Key Drivers for AI Adoption
There is no doubt that artificial intelligence (AI) is shaping the future of the financial services industry, both globally and here in South Africa. For banks and merchants, the question is not whether they should implement these technologies, but how they can strategically leverage them to gain a competitive edge.
The primary drivers for AI adoption are enhancing efficiency, mitigating fraud, and providing more tailored services to a competitive market.

More Than Technology
Balancing AI with Holistic Strategies for Fraud Prevention
AI and machine learning algorithms are being used to analyse vast datasets in real-time. This allows for the identification of anomalous transaction patterns that would be imperceptible to humans, significantly reducing financial losses for both the banks and their customers.
However, using AI is not a silver bullet. Effective fraud prevention requires a multi-pronged strategy: combining customer education, strong compliance frameworks, and collaboration with regulators with the practical use of new technology.
AI Dominates Financial Fraud Detection
There are numerous conversations about AI’s role and immediate applications in fraud detection and risk management.
As of December 2024, 71% of financial institutions use some form of AI or machine learning for fraud detection.
AI's Role in Streamlining Compliance and Regulatory Reporting
One of the key roles AI can play in this multi-layered approach is in enhancing compliance and reporting.
By automating transaction monitoring, AI can ensure faster and more accurate reporting to regulatory bodies.
By streamlining processes like compliance checks and regulatory reporting, it is possible to reduce costs and improve accuracy.
Unlocking Customer Value Through Data and AI
Another significant area of AI application lies in customer engagement and personalisation.

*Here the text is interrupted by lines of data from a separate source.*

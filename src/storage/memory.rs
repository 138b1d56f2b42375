//! In-memory storage backend.

use super::{collect_body, stream_from_bytes, CacheBackend, CachedItem, ResponseMeta};
use crate::key::CacheKey;
use crate::{BodyStream, Result};
use async_trait::async_trait;
use bytes::Bytes;
use std::collections::HashMap;
use std::sync::{Arc, Mutex};
use std::time::Duration;
use tokio::task::JoinHandle;
use tracing::debug;

struct MemoryEntry {
    body: Bytes,
    meta: ResponseMeta,
    /// Pending eviction timer, when a TTL is configured.
    timer: Option<JoinHandle<()>>,
}

/// In-memory cache keyed by fingerprint, with optional TTL.
///
/// Expiration is timer-driven: every `set` (re)schedules a deferred eviction
/// task for the key, and `remove` cancels it.
pub struct MemoryCache {
    ttl: Option<Duration>,
    entries: Arc<Mutex<HashMap<String, MemoryEntry>>>,
}

impl MemoryCache {
    pub fn new(ttl: Option<Duration>) -> Self {
        Self {
            ttl,
            entries: Arc::new(Mutex::new(HashMap::new())),
        }
    }

    fn remove_entry(entries: &Arc<Mutex<HashMap<String, MemoryEntry>>>, key: &str) {
        if let Some(entry) = entries.lock().unwrap().remove(key) {
            if let Some(timer) = entry.timer {
                timer.abort();
            }
        }
    }

    fn schedule_eviction(&self, key: &str) -> Option<JoinHandle<()>> {
        let ttl = self.ttl?;
        let entries = Arc::clone(&self.entries);
        let key = key.to_string();
        Some(tokio::spawn(async move {
            tokio::time::sleep(ttl).await;
            debug!(key = %key, "memory cache entry expired");
            // Dropping the entry drops this task's own handle, which is fine:
            // drop does not abort.
            entries.lock().unwrap().remove(&key);
        }))
    }
}

impl Default for MemoryCache {
    fn default() -> Self {
        Self::new(None)
    }
}

#[async_trait]
impl CacheBackend for MemoryCache {
    async fn get(&self, key: &CacheKey) -> Result<Option<CachedItem>> {
        let entries = self.entries.lock().unwrap();
        Ok(entries.get(key.as_str()).map(|entry| CachedItem {
            body: stream_from_bytes(entry.body.clone()),
            meta: entry.meta.clone(),
        }))
    }

    async fn set(&self, key: &CacheKey, body: BodyStream, meta: ResponseMeta) -> Result<CachedItem> {
        let body = collect_body(body).await?;

        let timer = self.schedule_eviction(key.as_str());
        let mut entries = self.entries.lock().unwrap();
        if let Some(previous) = entries.insert(
            key.as_str().to_string(),
            MemoryEntry {
                body: body.clone(),
                meta: meta.clone(),
                timer,
            },
        ) {
            if let Some(previous_timer) = previous.timer {
                previous_timer.abort();
            }
        }

        Ok(CachedItem {
            body: stream_from_bytes(body),
            meta,
        })
    }

    async fn remove(&self, key: &CacheKey) -> Result<()> {
        Self::remove_entry(&self.entries, key.as_str());
        Ok(())
    }

    fn name(&self) -> &'static str {
        "memory"
    }
}
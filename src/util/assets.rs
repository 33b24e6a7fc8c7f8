use std::{borrow::Cow, sync::OnceLock};

use rust_embed::RustEmbed;

/// Embed the entire `assets/` directory into the binary.
#[derive(RustEmbed)]
#[folder = "assets"]
struct EmbeddedAssets;

static MAIN_CSS: OnceLock<String> = OnceLock::new();

/// Returns the contents of `assets/main.css`, or an empty stylesheet if the
/// asset is missing.
pub fn main_css() -> &'static str {
    MAIN_CSS
        .get_or_init(|| load_text("/assets/main.css"))
        .as_str()
}

fn load_text(path: &str) -> String {
    match load_asset(path) {
        Some(data) => String::from_utf8_lossy(&data).into_owned(),
        None => {
            tracing::warn!(%path, "embedded asset not found");
            String::new()
        }
    }
}

fn load_asset(path: &str) -> Option<Cow<'static, [u8]>> {
    EmbeddedAssets::get(&canonical_asset_path(path)).map(|file| file.data)
}

fn canonical_asset_path(path: &str) -> String {
    let trimmed = path.trim_start_matches('/');
    if let Some(rest) = trimmed.strip_prefix("assets/") {
        rest.to_string()
    } else {
        trimmed.to_string()
    }
}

Payments software generates rich streams of behavioural and transactional data, and AI can unlock new ways to deliver value from this information.
The Intersection of Payments Data and AI
Unlike many enterprise datasets, payments data is highly structured, trusted, and complete. With the adoption of ISO 20022, it’s become even richer and is providing contextual and high-fidelity insight into every transaction.

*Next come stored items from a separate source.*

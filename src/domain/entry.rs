use serde::{Deserialize, Deserializer, Serialize};

use super::tax::{estimate_taxes, TaxBreakdown};

/// One imported item recorded by the user.
#[derive(Clone, Debug, PartialEq, Serialize, Deserialize)]
pub struct Entry {
    pub id: String,
    #[serde(alias = "nome")]
    pub name: String,
    /// Empty when the user left it out.
    #[serde(default, alias = "categoria")]
    pub category: String,
    #[serde(default, alias = "preco", deserialize_with = "lenient_amount")]
    pub price: f64,
    #[serde(default, alias = "frete", deserialize_with = "lenient_amount")]
    pub freight: f64,
    /// Kilograms.
    #[serde(default, alias = "peso", deserialize_with = "lenient_amount")]
    pub weight: f64,
}

impl Entry {
    pub fn taxes(&self) -> TaxBreakdown {
        estimate_taxes(self.price, self.freight)
    }

    pub fn category_label(&self) -> &str {
        let trimmed = self.category.trim();
        if trimmed.is_empty() {
            "-"
        } else {
            trimmed
        }
    }
}

/// Raw text captured by the new-entry form.
#[derive(Clone, Debug, Default, PartialEq, Eq)]
pub struct EntryDraft {
    pub name: String,
    pub category: String,
    pub price: String,
    pub freight: String,
    pub weight: String,
}

impl EntryDraft {
    pub fn has_name(&self) -> bool {
        !self.name.trim().is_empty()
    }

    /// Builds an entry, or `None` when the name is blank.
    pub fn into_entry(self, id: String) -> Option<Entry> {
        if !self.has_name() {
            return None;
        }
        Some(Entry {
            id,
            price: parse_amount(&self.price),
            freight: parse_amount(&self.freight),
            weight: parse_amount(&self.weight),
            name: self.name,
            category: self.category,
        })
    }
}

/// Parses user-typed numeric text. Empty, unparsable or non-finite input
/// yields 0. Whichever of `.` and `,` comes last is the decimal separator,
/// so `1.234,56` and `1,234.56` both read as 1234.56.
pub fn parse_amount(input: &str) -> f64 {
    let trimmed = input.trim();
    if trimmed.is_empty() {
        return 0.0;
    }
    let normalized = match (trimmed.rfind('.'), trimmed.rfind(',')) {
        (Some(dot), Some(comma)) if comma > dot => trimmed.replace('.', "").replacen(',', ".", 1),
        (Some(_), Some(_)) => trimmed.replace(',', ""),
        (None, Some(_)) => trimmed.replacen(',', ".", 1),
        _ => trimmed.to_string(),
    };
    normalized
        .parse::<f64>()
        .ok()
        .filter(|value| value.is_finite())
        .unwrap_or(0.0)
}

/// Picks a millisecond-timestamp id, bumping it until it does not clash
/// with any existing entry.
pub fn next_entry_id(existing: &[Entry], now_millis: i128) -> String {
    let mut candidate = now_millis;
    loop {
        let id = candidate.to_string();
        if !existing.iter().any(|entry| entry.id == id) {
            return id;
        }
        candidate += 1;
    }
}

pub fn now_millis() -> i128 {
    time::OffsetDateTime::now_utc().unix_timestamp_nanos() / 1_000_000
}

fn lenient_amount<'de, D>(deserializer: D) -> Result<f64, D::Error>
where
    D: Deserializer<'de>,
{
    #[derive(Deserialize)]
    #[serde(untagged)]
    enum Amount {
        Number(f64),
        Text(String),
        Missing(()),
    }

    Ok(match Amount::deserialize(deserializer)? {
        Amount::Number(value) if value.is_finite() => value,
        Amount::Number(_) | Amount::Missing(()) => 0.0,
        Amount::Text(text) => parse_amount(&text),
    })
}
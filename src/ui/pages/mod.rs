pub mod entry_detail;
pub mod entry_list;
pub mod new_entry;

pub use entry_detail::EntryDetailPage;
pub use entry_list::EntryListPage;
pub use new_entry::NewEntryPage;
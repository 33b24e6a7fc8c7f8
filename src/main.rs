#![cfg_attr(target_os = "windows", windows_subsystem = "windows")]

mod app;
mod domain;
mod infra;
mod ui;
mod util;

use dioxus::prelude::*;

#[cfg(feature = "desktop")]
use dioxus_desktop::{tao::window::WindowBuilder, Config as DesktopConfig};

use crate::util::{config::AppConfig, logger, version::APP_NAME};

fn main() {
    let config = AppConfig::from_env();
    logger::init_logger(&config);
    tracing::info!(version = %util::version::version_label(), "starting {APP_NAME}");

    // WebKit's DMABUF renderer opts into explicit sync; disable it unless the user overrides.
    if std::env::var("WAYLAND_DISPLAY").is_ok()
        && std::env::var("WEBKIT_DISABLE_DMABUF_RENDERER").is_err()
    {
        std::env::set_var("WEBKIT_DISABLE_DMABUF_RENDERER", "1");
    }

    let builder = LaunchBuilder::new();

    #[cfg(feature = "desktop")]
    let builder = {
        let config = desktop! {
            DesktopConfig::new().with_window(
                WindowBuilder::new()
                    .with_title(APP_NAME)
            )
        };
        builder.with_cfg(config)
    };

    #[cfg(not(feature = "desktop"))]
    let builder = builder;

    builder.launch(app::App);
}
use tracing_subscriber::{layer::SubscriberExt, util::SubscriberInitExt, EnvFilter};

use crate::util::config::{AppConfig, DEFAULT_LOG_FILTER};

pub fn init_logger(config: &AppConfig) {
    let filter = EnvFilter::try_new(&config.log_filter)
        .unwrap_or_else(|_| EnvFilter::new(DEFAULT_LOG_FILTER));

    let result = tracing_subscriber::registry()
        .with(filter)
        .with(
            tracing_subscriber::fmt::layer()
                .with_target(false)
                .with_thread_ids(false)
                .compact(),
        )
        .try_init();

    if let Err(err) = result {
        eprintln!("Logger already initialised: {err}");
    }
}
use dioxus::prelude::*;

use crate::ui::format;

#[component]
pub fn TaxLine(label: String, amount: f64, emphasis: Option<bool>) -> Element {
    let class = if emphasis.unwrap_or(false) {
        "tax-line tax-line-strong"
    } else {
        "tax-line"
    };
    let value = format::currency(amount);

    rsx! {
        div {
            class: "{class}",
            span { "{label}" }
            span { class: "tax-line-value", "{value}" }
        }
    }
}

This positions payments infrastructure to become a core enabler of AI innovation — providing real-time, high-quality data streams into model training and inference pipelines.
But banks will need modern systems that support real-time, clean, structured data flows for continuous inference; historical completeness and auditability for model training; and embedded controls to maintain data integrity and lineage at scale.
Practical Applications
Driving Tangible Outcomes with Artificial Intelligence
AI-powered assistants elevate the customer experience by resolving queries instantly and providing hyper-personalised offers, which boosts customer loyalty.

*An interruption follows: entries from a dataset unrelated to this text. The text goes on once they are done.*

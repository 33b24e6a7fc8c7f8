use dioxus::prelude::*;

use crate::{
    app::Route,
    domain::EntryDraft,
    ui::components::toast::{push_toast, ToastKind, ToastMessage},
    util::persistence::AppStore,
};

#[component]
pub fn NewEntryPage() -> Element {
    let mut store = use_context::<Signal<AppStore>>();
    let toasts = use_context::<Signal<Vec<ToastMessage>>>();
    let nav = use_navigator();

    let mut draft = use_signal(EntryDraft::default);
    let mut saving = use_signal(|| false);

    let on_submit = move |evt: FormEvent| {
        evt.prevent_default();
        if saving() {
            return;
        }
        let submitted = draft();
        if !submitted.has_name() {
            push_toast(toasts, ToastKind::Warning, "Give the item a name first.");
            return;
        }

        saving.set(true);
        spawn(async move {
            let mut next = store.peek().clone();
            match next.add(submitted).await {
                Ok(Some(entry)) => {
                    store.set(next);
                    draft.set(EntryDraft::default());
                    push_toast(toasts, ToastKind::Success, format!("Saved {}.", entry.name));
                    nav.replace(Route::EntryList {});
                }
                Ok(None) => {
                    push_toast(toasts, ToastKind::Warning, "Give the item a name first.");
                }
                Err(err) => {
                    tracing::error!(error = %err, "failed to save entry");
                    push_toast(toasts, ToastKind::Error, format!("Could not save: {err}"));
                }
            }
            saving.set(false);
        });
    };

    let current = draft();

    rsx! {
        form {
            class: "entry-form",
            onsubmit: on_submit,
            input {
                class: "input",
                placeholder: "Name",
                value: "{current.name}",
                oninput: move |evt| draft.with_mut(|d| d.name = evt.value()),
            }
            input {
                class: "input",
                placeholder: "Category",
                value: "{current.category}",
                oninput: move |evt| draft.with_mut(|d| d.category = evt.value()),
            }
            input {
                class: "input",
                placeholder: "Price (R$)",
                inputmode: "decimal",
                value: "{current.price}",
                oninput: move |evt| draft.with_mut(|d| d.price = evt.value()),
            }
            input {
                class: "input",
                placeholder: "Freight (R$)",
                inputmode: "decimal",
                value: "{current.freight}",
                oninput: move |evt| draft.with_mut(|d| d.freight = evt.value()),
            }
            input {
                class: "input",
                placeholder: "Weight (kg)",
                inputmode: "decimal",
                value: "{current.weight}",
                oninput: move |evt| draft.with_mut(|d| d.weight = evt.value()),
            }
            button {
                class: "button",
                r#type: "submit",
                disabled: saving(),
                "Save"
            }
            button {
                class: "button button-secondary",
                r#type: "button",
                onclick: move |_| {
                    draft.set(EntryDraft::default());
                    nav.replace(Route::EntryList {});
                },
                "Cancel"
            }
        }
    }
}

AI is advancing financial inclusion in South Africa by enabling more inclusive and accurate credit scoring. By analysing a wider range of data beyond traditional credit history, lenders can expand access to credit for underserved segments of the population.
AI is set to transform the payments software lifecycle, using GenAI to automate tasks like code generation and testing for faster, more robust deployments.
The AI Advantage
The Competitive Edge in a New Payments Era
As the industry adapts to regulatory shifts such as ISO 20022 and the growing demand for instant payments, financial services businesses that leverage AI to streamline integration and compliance will have a competitive edge.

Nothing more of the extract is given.